TOX High-Mobility Group Box Family Member 4 promotes DNA double-strand break repair via nonhomologous end joining.

Nonhomologous end joining (NHEJ) is a pivotal mechanism in the repair of DNA double-strand breaks. Central to NHEJ is the DNA-dependent protein kinase (DNA-PK) complex, comprising the KU heterodimer and the catalytic subunit, DNA-PKcs. In this study, we characterize Thymocyte Selection-Associated High-Mobility Group Box Family Member 4 (TOX4) as a factor recruited to both laser-induced DNA damage and endonuclease-induced DNA double-strand breaks. Depletion of TOX4 leads to accumulation of DNA damage, which is epistatic to DNA-PKcs.
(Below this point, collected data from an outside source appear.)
//! House list repository.

use std::path::PathBuf;

use househub_core::result::AppResult;
use househub_entity::house::House;

use crate::json_file::JsonFile;

/// Read-only repository over `houses.json`.
#[derive(Debug, Clone)]
pub struct HouseRepository {
    file: JsonFile,
}

impl HouseRepository {
    /// Creates a repository over the document at `path`.
    pub fn new(path: impl Into<PathBuf>) -> Self {
        Self {
            file: JsonFile::new(path),
        }
    }

    /// Loads the full house list.
    pub async fn find_all(&self) -> AppResult<Vec<House>> {
        self.file.read().await
    }
}
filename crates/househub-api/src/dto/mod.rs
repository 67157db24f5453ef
//! Data transfer objects for request and response bodies.

pub mod request;
pub mod response;
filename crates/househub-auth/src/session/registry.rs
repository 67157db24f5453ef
//! Session registry trait and its process-memory implementation.

use std::fmt::Debug;

use async_trait::async_trait;
use dashmap::DashMap;
use dashmap::mapref::entry::Entry;
use tracing::{debug, info};
use uuid::Uuid;

use househub_core::result::AppResult;
use househub_entity::user::UserId;

/// An opaque, unguessable session identifier carried in the session cookie.
pub type SessionToken = String;

/// Maps session tokens to user IDs.
#[async_trait]
pub trait SessionRegistry: Send + Sync + Debug + 'static {
    /// Issues a fresh token bound to `user_id`.
    async fn create(&self, user_id: UserId) -> AppResult<SessionToken>;

    /// Looks up the user bound to `token`. Unknown or empty tokens resolve to `None`.
    async fn resolve(&self, token: &str) -> Option<UserId>;

    /// Drops `token`. Revoking an unknown token is a no-op.
    async fn revoke(&self, token: &str);

    /// Number of live sessions.
    async fn active_count(&self) -> usize;
}

/// Session registry held in process memory. Sessions do not survive a restart.
#[derive(Debug, Default)]
pub struct MemorySessionRegistry {
    /// Token to user ID.
    sessions: DashMap<SessionToken, UserId>,
}

impl MemorySessionRegistry {
    /// Creates an empty registry.
    pub fn new() -> Self {
        Self::default()
    }
}

#[async_trait]
impl SessionRegistry for MemorySessionRegistry {
    async fn create(&self, user_id: UserId) -> AppResult<SessionToken> {
        loop {
            let token = Uuid::new_v4().to_string();
            if let Entry::Vacant(slot) = self.sessions.entry(token.clone()) {
                slot.insert(user_id);
                info!(user_id = user_id, "Session created");
                return Ok(token);
            }
        }
    }

    async fn resolve(&self, token: &str) -> Option<UserId> {
        if token.is_empty() {
            return None;
        }
        self.sessions.get(token).map(|entry| *entry.value())
    }

    async fn revoke(&self, token: &str) {
        if let Some((_, user_id)) = self.sessions.remove(token) {
            info!(user_id = user_id, "Session revoked");
        } else {
            debug!("Revoke for unknown session ignored");
        }
    }

    async fn active_count(&self) -> usize {
        self.sessions.len()
    }
}
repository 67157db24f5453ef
//! Opens every dataset from the storage configuration.

use std::sync::Arc;

use tokio::fs;
use tracing::info;

use househub_core::config::storage::StorageConfig;
use househub_core::error::{AppError, ErrorKind};
use househub_core::result::AppResult;

use crate::repositories::{HouseRepository, LeaderboardRepository, UserRepository};

/// All repositories of one data directory.
#[derive(Debug, Clone)]
pub struct DataStore {
    pub users: Arc<UserRepository>,
    pub houses: Arc<HouseRepository>,
    pub leaderboard: Arc<LeaderboardRepository>,
}

impl DataStore {
    /// Creates the data directory if needed and opens the repositories.
    pub async fn open(config: &StorageConfig) -> AppResult<Self> {
        fs::create_dir_all(&config.data_dir).await.map_err(|e| {
            AppError::with_source(
                ErrorKind::Storage,
                format!(
                    "Failed to create data directory: {}",
                    config.data_dir.display()
                ),
                e,
            )
        })?;

        info!(data_dir = %config.data_dir.display(), "Data store opened");

        Ok(Self {
            users: Arc::new(UserRepository::new(config.users_file())),
            houses: Arc::new(HouseRepository::new(config.houses_file())),
            leaderboard: Arc::new(LeaderboardRepository::new(config.leaderboard_file())),
        })
    }
}
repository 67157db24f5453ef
//! Account operations: signup and profile lookup.

use std::sync::Arc;

use chrono::Utc;
use rand::seq::IndexedRandom;
use tracing::info;

use househub_auth::password::PasswordHasher;
use househub_core::error::AppError;
use househub_core::result::AppResult;
use househub_entity::house::House;
use househub_entity::user::{NewUser, User, UserId, UserProfile};
use househub_storage::repositories::{HouseRepository, UserRepository};

/// Validated signup fields.
#[derive(Debug, Clone)]
pub struct SignupInput {
    pub name: String,
    pub email: String,
    pub password: String,
    pub confirm_password: String,
    /// Requested house; ignored unless it names an existing house.
    pub house: Option<String>,
}

/// Handles account creation and profile lookup.
#[derive(Debug, Clone)]
pub struct AccountService {
    /// User dataset.
    users: Arc<UserRepository>,
    /// House list.
    houses: Arc<HouseRepository>,
    /// Password hasher.
    hasher: Arc<PasswordHasher>,
}

impl AccountService {
    /// Creates a new account service.
    pub fn new(
        users: Arc<UserRepository>,
        houses: Arc<HouseRepository>,
        hasher: Arc<PasswordHasher>,
    ) -> Self {
        Self {
            users,
            houses,
            hasher,
        }
    }

    /// Registers a new user and returns the stored record.
    ///
    /// The duplicate-email check, ID assignment and write happen in one
    /// serialized cycle on the user repository.
    pub async fn signup(&self, input: SignupInput) -> AppResult<User> {
        if input.password != input.confirm_password {
            return Err(AppError::validation("Passwords do not match"));
        }

        let password_hash = self.hasher.hash_blocking(input.password).await?;
        let houses = self.houses.find_all().await?;

        let email = input.email;
        let user = self
            .users
            .create_with(move |users| {
                if users.iter().any(|u| u.email_matches(&email)) {
                    return Err(AppError::conflict("Email already registered"));
                }
                let house = choose_house(&houses, input.house.as_deref())?;
                let new_user = NewUser {
                    name: input.name,
                    email,
                    password_hash,
                    house,
                };
                Ok(new_user.into_user(UserRepository::next_id(users), Utc::now()))
            })
            .await?;

        info!(user_id = user.id, house = %user.house(), "User signed up");
        Ok(user)
    }

    /// Loads the sanitized profile of `user_id`.
    pub async fn profile(&self, user_id: UserId) -> AppResult<UserProfile> {
        self.users
            .find_by_id(user_id)
            .await?
            .map(UserProfile::from)
            .ok_or_else(|| AppError::not_found("User not found"))
    }
}

/// The requested house when it exists, otherwise a uniformly random one.
fn choose_house(houses: &[House], requested: Option<&str>) -> AppResult<String> {
    if let Some(house) = requested.and_then(|name| houses.iter().find(|h| h.name == name)) {
        return Ok(house.name.clone());
    }
    houses
        .choose(&mut rand::rng())
        .map(|h| h.name.clone())
        .ok_or_else(|| AppError::internal("No houses available for assignment"))
}
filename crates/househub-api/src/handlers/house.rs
//! House list handler.

use axum::Json;
use axum::extract::State;

use househub_entity::house::House;

use crate::error::ApiError;
use crate::state::AppState;

/// GET /api/houses
pub async fn list_houses(State(state): State<AppState>) -> Result<Json<Vec<House>>, ApiError> {
    Ok(Json(state.house_service.list().await?))
}
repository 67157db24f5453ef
//! `SessionUser` extractor: resolves the session cookie to a user id for JSON endpoints.

use axum::extract::FromRequestParts;
use axum::http::request::Parts;
use tower_cookies::Cookies;

use househub_core::error::AppError;
use househub_entity::user::UserId;

use crate::cookie::session_token;
use crate::error::ApiError;
use crate::state::AppState;

/// Request extension set by the route gate when the request carried a live session.
#[derive(Debug, Clone, Copy, PartialEq, Eq)]
pub struct CurrentUser(pub UserId);

/// The authenticated user of an API request.
///
/// Rejects with a JSON 401 `Not authenticated` instead of redirecting.
#[derive(Debug, Clone, Copy)]
pub struct SessionUser(pub UserId);

impl SessionUser {
    pub fn id(&self) -> UserId {
        self.0
    }
}

impl FromRequestParts<AppState> for SessionUser {
    type Rejection = ApiError;

    async fn from_request_parts(
        parts: &mut Parts,
        state: &AppState,
    ) -> Result<Self, Self::Rejection> {
        if let Some(CurrentUser(user_id)) = parts.extensions.get::<CurrentUser>() {
            return Ok(Self(*user_id));
        }

        let cookies = Cookies::from_request_parts(parts, state)
            .await
            .map_err(|(_, msg)| AppError::internal(msg))?;

        let token = session_token(&cookies, &state.config.session.cookie_name);
        let user_id = match token {
            Some(t) => state.sessions.resolve(&t).await,
            None => None,
        };

        user_id
            .map(Self)
            .ok_or_else(|| AppError::authentication("Not authenticated").into())
    }
}
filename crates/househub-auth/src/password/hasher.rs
//! Argon2id password hashing and verification.

use argon2::{
    Argon2,
    password_hash::{
        PasswordHash, PasswordHasher as ArgonHasher, PasswordVerifier, SaltString, rand_core::OsRng,
    },
};

use househub_core::error::AppError;

/// Handles password hashing and verification using Argon2id.
#[derive(Debug, Clone)]
pub struct PasswordHasher;

impl PasswordHasher {
    /// Creates a new password hasher instance.
    pub fn new() -> Self {
        Self
    }

    /// Hashes a plaintext password using Argon2id with a random salt.
    pub fn hash_password(&self, password: &str) -> Result<String, AppError> {
        let salt = SaltString::generate(&mut OsRng);
        let argon2 = Argon2::default();

        let hash = argon2
            .hash_password(password.as_bytes(), &salt)
            .map_err(|e| AppError::internal(format!("Password hashing failed: {e}")))?;

        Ok(hash.to_string())
    }

    /// Verifies a plaintext password against a stored Argon2id hash.
    ///
    /// Returns `Ok(true)` if the password matches, `Ok(false)` if not.
    pub fn verify_password(&self, password: &str, hash: &str) -> Result<bool, AppError> {
        let parsed_hash = PasswordHash::new(hash)
            .map_err(|e| AppError::internal(format!("Invalid password hash format: {e}")))?;

        let argon2 = Argon2::default();
        match argon2.verify_password(password.as_bytes(), &parsed_hash) {
            Ok(()) => Ok(true),
            Err(argon2::password_hash::Error::Password) => Ok(false),
            Err(e) => Err(AppError::internal(format!(
                "Password verification failed: {e}"
            ))),
        }
    }

    /// Whether `stored` is a PHC hash string rather than a legacy plaintext value.
    pub fn is_hash(&self, stored: &str) -> bool {
        PasswordHash::new(stored).is_ok()
    }

    /// [`hash_password`](Self::hash_password) on the blocking pool.
    pub async fn hash_blocking(&self, password: String) -> Result<String, AppError> {
        let hasher = self.clone();
        tokio::task::spawn_blocking(move || hasher.hash_password(&password))
            .await
            .map_err(|e| AppError::internal(format!("Hashing task failed: {e}")))?
    }

    /// [`verify_password`](Self::verify_password) on the blocking pool.
    pub async fn verify_blocking(&self, password: String, hash: String) -> Result<bool, AppError> {
        let hasher = self.clone();
        tokio::task::spawn_blocking(move || hasher.verify_password(&password, &hash))
            .await
            .map_err(|e| AppError::internal(format!("Verification task failed: {e}")))?
    }
}

impl Default for PasswordHasher {
    fn default() -> Self {
        Self::new()
    }
}
use crate::models::config::BannerConfig;
use crate::models::ui_state::{Banner, BannerKind};
use std::time::Duration;

/// Generation stamp handed to each scheduled auto-hide
pub type BannerTicket = u64;

/// Holds the single visible banner and decides which auto-hide timers may clear it
#[derive(Debug, Clone, Default)]
pub struct BannerSlot {
    current: Option<Banner>,
    generation: BannerTicket,
}

impl BannerSlot {
    pub fn current(&self) -> Option<&Banner> {
        self.current.as_ref()
    }

    /// Replace whatever banner is visible and return the ticket for its auto-hide
    pub fn show(&mut self, banner: Banner) -> BannerTicket {
        self.current = Some(banner);
        self.generation += 1;
        self.generation
    }

    /// Hide immediately without scheduling anything
    pub fn clear(&mut self) {
        self.current = None;
    }

    /// Fire an auto-hide timer. Returns true when the visible banner changed.
    ///
    /// With `reset_on_show`, only the ticket of the latest show may hide;
    /// otherwise any timer hides every banner.
    pub fn expire(&mut self, ticket: BannerTicket, reset_on_show: bool) -> bool {
        if reset_on_show && ticket != self.generation {
            return false;
        }
        self.current.take().is_some()
    }
}

/// Auto-hide delay for a banner kind
pub fn hide_after(kind: BannerKind, config: &BannerConfig) -> Duration {
    match kind {
        BannerKind::Error => config.error_duration(),
        BannerKind::Success => config.success_duration(),
    }
}
use crate::error::IntakeError;
use crate::models::selected_file::SelectedFile;
use base64::{engine::general_purpose, Engine as _};
use image::{ImageFormat, ImageReader};
use std::io::Cursor;
use std::path::Path;

const FALLBACK_MIME: &str = "application/octet-stream";

/// Encode bytes as a base64 `data:` URI
pub fn encode(mime_type: &str, bytes: &[u8]) -> String {
    format!(
        "data:{};base64,{}",
        mime_type,
        general_purpose::STANDARD.encode(bytes)
    )
}

/// Split a base64 `data:` URI into its MIME type and still-encoded payload
pub fn split(uri: &str) -> Result<(&str, &str), String> {
    let rest = uri
        .strip_prefix("data:")
        .ok_or("Not a data URI (missing 'data:' prefix)")?;
    let (meta, payload) = rest
        .split_once(',')
        .ok_or("Malformed data URI (missing ',')")?;
    let mime_type = meta
        .strip_suffix(";base64")
        .ok_or("Only base64 data URIs are supported")?;

    Ok((mime_type, payload))
}

/// Read a selected file into a displayable data URI off the async runtime
pub async fn read_as_data_uri(file: &SelectedFile) -> Result<String, IntakeError> {
    let mime_type = file.mime_type.clone();
    let bytes = file.bytes.clone();

    tokio::task::spawn_blocking(move || encode(&mime_type, &bytes))
        .await
        .map_err(|e| IntakeError::Read(std::io::Error::other(e)))
}

/// MIME type from the content, falling back to the file extension
pub fn sniff_mime(path: &Path, bytes: &[u8]) -> String {
    image::guess_format(bytes)
        .or_else(|_| ImageFormat::from_path(path))
        .map(|format| format.to_mime_type().to_string())
        .unwrap_or_else(|_| FALLBACK_MIME.to_string())
}

/// Load a file from disk for path-based intake
pub async fn load_file(path: &Path) -> Result<SelectedFile, IntakeError> {
    let bytes = tokio::fs::read(path).await?;
    let name = path
        .file_name()
        .map(|n| n.to_string_lossy().into_owned())
        .unwrap_or_default();
    let mime_type = sniff_mime(path, &bytes);

    Ok(SelectedFile::new(name, mime_type, bytes))
}

/// Pixel dimensions, when the content is a decodable image
pub fn image_dimensions(bytes: &[u8]) -> Option<(u32, u32)> {
    ImageReader::new(Cursor::new(bytes))
        .with_guessed_format()
        .ok()?
        .into_dimensions()
        .ok()
}
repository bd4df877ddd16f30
fn main() {
    #[cfg(feature = "desktop")]
    tauri_build::build();
}
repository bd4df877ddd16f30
#[cfg(feature = "desktop")]
mod commands;
pub mod error;
pub mod models;
pub mod services;

pub use error::{ClipboardError, ConfigError, EngineError, IntakeError};
pub use services::controller::{IntakeController, RecognitionTask};

#[cfg(feature = "desktop")]
#[cfg_attr(mobile, tauri::mobile_entry_point)]
pub fn run() {
    use commands::config::{get_config_path, init_config_manager, load_config, save_config};
    use commands::intake::{
        check_engine_health, copy_result, drag_enter, drag_leave, drag_over, drop_files,
        get_languages, get_ui_state, open_path, select_files, set_language, submit_file,
        EngineState, IntakeState, TauriPresenter,
    };
    use services::clipboard::SystemClipboard;
    use services::ocr::HttpRecognitionEngine;
    use std::sync::Arc;
    use tauri::Manager;

    // Initialize config manager
    let config_manager = init_config_manager().expect("Failed to initialize config manager");
    let config = config_manager
        .lock()
        .map(|manager| manager.load_or_default())
        .unwrap_or_default();

    services::logging::init(&config.logging);
    tracing::info!(engine_url = %config.recognition.engine_url, "starting image-to-text");

    let engine =
        HttpRecognitionEngine::new(&config.recognition).expect("Failed to create OCR client");

    tauri::Builder::default()
        .manage(config_manager)
        .setup(move |app| {
            let presenter = Arc::new(TauriPresenter::new(app.handle().clone()));
            let controller = IntakeController::new(
                config,
                Arc::new(engine.clone()),
                presenter,
                Arc::new(SystemClipboard::new()),
            );
            app.manage(IntakeState(controller));
            app.manage(EngineState(engine));
            Ok(())
        })
        .invoke_handler(tauri::generate_handler![
            get_ui_state,
            get_languages,
            set_language,
            drag_enter,
            drag_over,
            drag_leave,
            select_files,
            submit_file,
            drop_files,
            open_path,
            copy_result,
            check_engine_health,
            load_config,
            save_config,
            get_config_path
        ])
        .run(tauri::generate_context!())
        .expect("error while running tauri application");
}
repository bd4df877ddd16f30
use crate::error::ClipboardError;
use parking_lot::Mutex;

pub trait ClipboardWriter: Send + Sync {
    fn write_text(&self, text: &str) -> Result<(), ClipboardError>;
}

/// System clipboard via arboard.
///
/// The handle is created on first use and kept alive, since on X11 the
/// contents are only served while a clipboard handle exists.
#[derive(Default)]
pub struct SystemClipboard {
    handle: Mutex<Option<arboard::Clipboard>>,
}

impl SystemClipboard {
    pub fn new() -> Self {
        Self::default()
    }
}

impl ClipboardWriter for SystemClipboard {
    fn write_text(&self, text: &str) -> Result<(), ClipboardError> {
        let mut handle = self.handle.lock();
        if handle.is_none() {
            let clipboard = arboard::Clipboard::new()
                .map_err(|e| ClipboardError::Unavailable(e.to_string()))?;
            *handle = Some(clipboard);
        }

        match handle.as_mut() {
            Some(clipboard) => clipboard
                .set_text(text)
                .map_err(|e| ClipboardError::Write(e.to_string())),
            None => Err(ClipboardError::Unavailable("no clipboard handle".to_string())),
        }
    }
}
Consistently, TOX4 depletion substantially reduces NHEJ efficiency measured using both intrachromosomal and extrachromosomal repair assays. Our proteomic and biochemical analyses reveal TOX4 association with DNA-PK that is required for DNA-PKcs activation. Furthermore, we show that TOX4 coordinates with phosphatase 1 nuclear-targeting subunit in NHEJ. Phosphatase 1 nuclear-targeting subunit, previously shown to protect DNA-PKcs phosphorylation from protein phosphatase 1-mediated dephosphorylation, binds DNA-PK in a TOX4-dependent manner. In line with its role in DNA repair, TOX4 emerges as a promising target for anticancer drug development, and its targeting enhances tumor cell sensitivity to DNA damage in head and neck cancer and other malignancies.